Microsoft just made an AI voice generator so convincing it's too dangerous to release (2024)

Microsoft just made an AI voice generator so convincing it's too dangerous to release (1)

Speech and voice is clearly the next big battleground for generative AI and a number of companies are working hard to produce models that can understand and replicate natural voice patterns. And while the likes of ChatGPT Voice could change storytelling forever, Microsoft claims it's hit the apex of speech generation: human parity.

In fact, the company's researchers say their VALL-E 2 text-to-speech (TTS) generator is so advanced, it would be irresponsible and dangerous to release publicly. According to a research paper (spotted by our sister title, LiveScience) the generator needs just a few seconds of audio to reproduce a voice that's indistinguishable from a human.

To put that in perspective, the scientists at Microsoft believe the speech generated by VALL-E 2 matches or exceeds the quality of a human voice when compared to the audio samples from speech libraries LibriSpeech and VCTK.

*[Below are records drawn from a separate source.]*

#![deny(
    unsafe_code,
    missing_docs,
    dead_code,
    unused_results,
    non_snake_case,
    unreachable_pub
)]

//! Deterministic weighted wave generation system.

use rand::{Rng, SeedableRng};
use rand_chacha::ChaCha8Rng;
use sha2::{Digest, Sha256};
use waypoint_defence_core::{EnemyKind, Wave};

const BASE_SLOTS: u32 = 5;
const SLOTS_PER_WAVE: u32 = 2;
const BOSS_INTERVAL: u32 = 5;

/// Pure system that generates deterministic [`Wave`] compositions.
///
/// Every wave draws from its own random stream derived from the global seed
/// and the wave index, so generating wave 7 yields the same composition
/// whether or not waves 1 through 6 were generated first.
#[derive(Clone, Copy, Debug, Default, PartialEq, Eq)]
pub struct WaveGeneration {
    seed: u64,
}

impl WaveGeneration {
    /// Creates a generator for the provided global seed.
    #[must_use]
    pub const fn new(seed: u64) -> Self {
        Self { seed }
    }

    /// Generates the composition of the one-based wave `index`.
    ///
    /// Wave zero does not exist and yields an empty composition.
    #[must_use]
    pub fn generate(&self, index: u32) -> Wave {
        if index == 0 {
            return Wave {
                index,
                enemies: Vec::new(),
            };
        }

        let mut rng = ChaCha8Rng::from_seed(derive_wave_seed(self.seed, index));
        let weights = SlotWeights::for_wave(index);
        let slots = BASE_SLOTS.saturating_add(SLOTS_PER_WAVE.saturating_mul(index));

        let mut enemies = Vec::with_capacity(slots as usize + 1);
        for _ in 0..slots {
            enemies.push(weights.pick(rng.gen::<f64>()));
        }
        if index % BOSS_INTERVAL == 0 {
            enemies.push(EnemyKind::Boss);
        }

        Wave { index, enemies }
    }
}

/// Probabilities of drawing each regular kind for a single slot.
#[derive(Clone, Copy, Debug, PartialEq)]
struct SlotWeights {
    goblin: f64,
    orc: f64,
    troll: f64,
}

impl SlotWeights {
    fn for_wave(index: u32) -> Self {
        let n = f64::from(index);
        Self {
            goblin: (0.8 - 0.05 * n).max(0.1),
            orc: (0.2 + 0.03 * n).min(0.6),
            troll: ((n - 5.0) * 0.02).max(0.0).min(0.3),
        }
    }

    /// Maps a uniform draw in `[0, 1)` onto a kind; the remainder falls back to goblins.
    fn pick(&self, draw: f64) -> EnemyKind {
        if draw < self.goblin {
            EnemyKind::Goblin
        } else if draw < self.goblin + self.orc {
            EnemyKind::Orc
        } else if draw < self.goblin + self.orc + self.troll {
            EnemyKind::Troll
        } else {
            EnemyKind::Goblin
        }
    }
}

fn derive_wave_seed(global_seed: u64, wave: u32) -> [u8; 32] {
    let mut hasher = Sha256::new();
    hasher.update(global_seed.to_le_bytes());
    hasher.update(wave.to_le_bytes());
    let digest = hasher.finalize();
    let mut seed = [0u8; 32];
    seed.copy_from_slice(&digest);
    seed
}
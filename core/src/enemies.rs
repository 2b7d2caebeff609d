//! Enemy catalogue and the armor mitigation rule.

use serde::{Deserialize, Serialize};

use crate::geometry::Size;

/// Smallest amount of damage a non-trivial hit deals after armor.
pub const MIN_DAMAGE: f32 = 1.0;

/// Types of enemies that walk the waypoint path.
#[derive(Clone, Copy, Debug, PartialEq, Eq, Hash, PartialOrd, Ord, Serialize, Deserialize)]
#[serde(rename_all = "lowercase")]
pub enum EnemyKind {
    /// Fast and fragile.
    Goblin,
    /// Balanced, lightly armored.
    Orc,
    /// Slow and heavily armored.
    Troll,
    /// Appended to every fifth wave.
    Boss,
}

impl EnemyKind {
    /// Every enemy kind in catalogue order.
    pub const ALL: [EnemyKind; 4] = [Self::Goblin, Self::Orc, Self::Troll, Self::Boss];

    /// Lower-case name used in logs.
    #[must_use]
    pub const fn name(self) -> &'static str {
        match self {
            Self::Goblin => "goblin",
            Self::Orc => "orc",
            Self::Troll => "troll",
            Self::Boss => "boss",
        }
    }

    /// Fixed stat table for the kind.
    #[must_use]
    pub const fn stats(self) -> EnemyStats {
        match self {
            Self::Goblin => EnemyStats {
                health: 50.0,
                speed: 80.0,
                armor: 0.0,
                gold: 5,
                score: 10,
                lives: 1,
                edge: 20.0,
            },
            Self::Orc => EnemyStats {
                health: 150.0,
                speed: 55.0,
                armor: 10.0,
                gold: 10,
                score: 25,
                lives: 1,
                edge: 24.0,
            },
            Self::Troll => EnemyStats {
                health: 400.0,
                speed: 40.0,
                armor: 20.0,
                gold: 25,
                score: 60,
                lives: 2,
                edge: 30.0,
            },
            Self::Boss => EnemyStats {
                health: 2_000.0,
                speed: 30.0,
                armor: 30.0,
                gold: 150,
                score: 500,
                lives: 5,
                edge: 40.0,
            },
        }
    }

    /// Collision box of the kind.
    #[must_use]
    pub const fn size(self) -> Size {
        Size::square(self.stats().edge)
    }
}

/// Fixed per-kind enemy statistics.
#[derive(Clone, Copy, Debug, PartialEq)]
pub struct EnemyStats {
    /// Health on spawn.
    pub health: f32,
    /// Movement speed in world units per second.
    pub speed: f32,
    /// Flat damage reduction applied to every hit.
    pub armor: f32,
    /// Gold paid when the enemy is defeated.
    pub gold: u32,
    /// Score awarded when the enemy is defeated.
    pub score: u32,
    /// Lives lost when the enemy reaches the end of the path.
    pub lives: u32,
    /// Edge length of the square collision box.
    pub edge: f32,
}

/// Applies armor to a raw hit.
///
/// Penetration removes a fraction of the armor first; the remaining armor is
/// subtracted flat. Hits never drop below [`MIN_DAMAGE`] unless the raw
/// damage itself is smaller.
#[must_use]
pub fn mitigate(raw: f32, armor: f32, penetration: f32) -> f32 {
    if raw <= 0.0 {
        return 0.0;
    }
    let effective_armor = armor.max(0.0) * (1.0 - penetration.clamp(0.0, 1.0));
    (raw - effective_armor).max(MIN_DAMAGE.min(raw))
}

#[cfg(test)]
mod tests {
    use super::*;

    #[test]
    fn cannon_hit_on_orc_ignores_a_quarter_of_the_armor() {
        let orc = EnemyKind::Orc.stats();
        let dealt = mitigate(40.0, orc.armor, 0.25);
        assert_eq!(dealt, 32.5);
        assert_eq!(orc.health - dealt, 117.5);
    }

    #[test]
    fn armor_never_reduces_below_the_floor() {
        assert_eq!(mitigate(10.0, 30.0, 0.0), MIN_DAMAGE);
        assert_eq!(mitigate(0.4, 30.0, 0.0), 0.4);
        assert_eq!(mitigate(0.0, 0.0, 0.0), 0.0);
    }

    #[test]
    fn full_penetration_ignores_armor() {
        assert_eq!(mitigate(80.0, 30.0, 1.0), 80.0);
        assert_eq!(mitigate(80.0, 30.0, 3.0), 80.0);
    }
}
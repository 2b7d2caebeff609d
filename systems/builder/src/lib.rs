#![deny(
    unsafe_code,
    missing_docs,
    dead_code,
    unused_results,
    non_snake_case,
    unreachable_pub
)]

//! Pure placement system that turns cursor input into highlight and placement commands.

use waypoint_defence_core::{Command, GameState, TileCoord, TowerKind, Vec2};

/// Result of probing the tile grid under the cursor.
#[derive(Clone, Copy, Debug, PartialEq, Eq)]
pub struct TileProbe {
    /// Tile the cursor snaps to.
    pub tile: TileCoord,
    /// Indicates whether the grid accepts a tower on the tile.
    pub placeable: bool,
}

/// Declarative placement preview describing a potential tower construction.
#[derive(Clone, Copy, Debug, PartialEq)]
pub struct PlacementPreview {
    /// Kind of tower proposed for placement.
    pub kind: TowerKind,
    /// Cursor position in world coordinates.
    pub position: Vec2,
    /// Tile the tower would snap to, if the cursor lies over the grid.
    pub tile: Option<TileCoord>,
    /// Indicates whether the preview represents a valid, affordable placement.
    pub placeable: bool,
}

/// Input snapshot distilled from adapter-provided frame input data.
#[derive(Clone, Copy, Debug, Default, PartialEq)]
pub struct BuilderInput {
    /// Indicates whether the player confirmed a placement on this frame.
    pub confirm_action: bool,
    /// Cursor position in world coordinates.
    pub cursor: Option<Vec2>,
    /// Tower kind being dragged, if any.
    pub kind: Option<TowerKind>,
}

/// Placement system that keeps a single hover highlight in sync with the cursor.
#[derive(Clone, Debug, Default)]
pub struct Builder {
    highlighted: Option<TileCoord>,
    preview: Option<PlacementPreview>,
}

impl Builder {
    /// Creates a new builder system instance.
    #[must_use]
    pub const fn new() -> Self {
        Self {
            highlighted: None,
            preview: None,
        }
    }

    /// Preview computed by the most recent [`Builder::handle`] call.
    #[must_use]
    pub const fn preview(&self) -> Option<PlacementPreview> {
        self.preview
    }

    /// Forgets the current highlight without emitting commands.
    ///
    /// Used after the world cleared its highlights on its own.
    pub fn reset(&mut self) {
        self.highlighted = None;
        self.preview = None;
    }

    /// Consumes the economy snapshot and cursor input to emit builder commands.
    ///
    /// The `probe` closure should mirror the world's tile grid lookup. When it
    /// cannot resolve the cursor the preview falls back to not placeable and
    /// any highlight is cleared.
    pub fn handle<F>(
        &mut self,
        economy: GameState,
        input: BuilderInput,
        mut probe: F,
        out: &mut Vec<Command>,
    ) where
        F: FnMut(Vec2) -> Option<TileProbe>,
    {
        let (Some(kind), Some(position)) = (input.kind, input.cursor) else {
            self.preview = None;
            self.set_highlight(None, out);
            return;
        };

        if !economy.status().accepts_construction() {
            self.preview = Some(PlacementPreview {
                kind,
                position,
                tile: None,
                placeable: false,
            });
            self.set_highlight(None, out);
            return;
        }

        let probed = probe(position);
        let placeable = probed.is_some_and(|probed| probed.placeable)
            && economy.can_afford(kind.cost());
        let preview = PlacementPreview {
            kind,
            position,
            tile: probed.map(|probed| probed.tile),
            placeable,
        };
        self.preview = Some(preview);

        if !placeable {
            self.set_highlight(None, out);
            return;
        }

        if input.confirm_action {
            self.set_highlight(None, out);
            out.push(Command::PlaceTower { kind, position });
            return;
        }

        self.set_highlight(preview.tile, out);
    }

    fn set_highlight(&mut self, tile: Option<TileCoord>, out: &mut Vec<Command>) {
        if self.highlighted == tile {
            return;
        }
        if self.highlighted.take().is_some() {
            out.push(Command::ClearHighlights);
        }
        if let Some(tile) = tile {
            out.push(Command::HighlightTile { tile });
            self.highlighted = Some(tile);
        }
    }
}

#[cfg(test)]
mod tests {
    use super::*;

    #[test]
    fn highlight_is_not_repeated_for_the_same_tile() {
        let mut builder = Builder::new();
        let mut commands = Vec::new();
        let input = BuilderInput {
            cursor: Some(Vec2::new(60.0, 60.0)),
            kind: Some(TowerKind::Archer),
            ..BuilderInput::default()
        };
        let probe = |_| {
            Some(TileProbe {
                tile: TileCoord::new(1, 1),
                placeable: true,
            })
        };

        builder.handle(GameState::new(100, 1), input, probe, &mut commands);
        builder.handle(GameState::new(100, 1), input, probe, &mut commands);

        assert_eq!(
            commands,
            vec![Command::HighlightTile {
                tile: TileCoord::new(1, 1)
            }]
        );
    }
}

"VALL-E 2 is the latest advancement in neural codec language models that marks a milestone in zero-shot text-to-speech synthesis (TTS), achieving human parity for the first time," the researchers wrote. "Moreover, VALL-E 2 consistently synthesizes high-quality speech, even for sentences that are traditionally challenging due to their complexity or repetitive phrases."

While the first generation model sounds stilted, there's no denying VALL-E 2 does an exceptional job of copying the resonance and articulation of the speaker.

Although the researchers aren't releasing the model publicly (more on that later), they have made several audio samples available to listen to in a blog post about the project. You can hear a speaker prompt sourced from LibriSpeech and then the resulting generation of an entirely new (complex) sentence from both the VALL-E and VALL-E 2 generators.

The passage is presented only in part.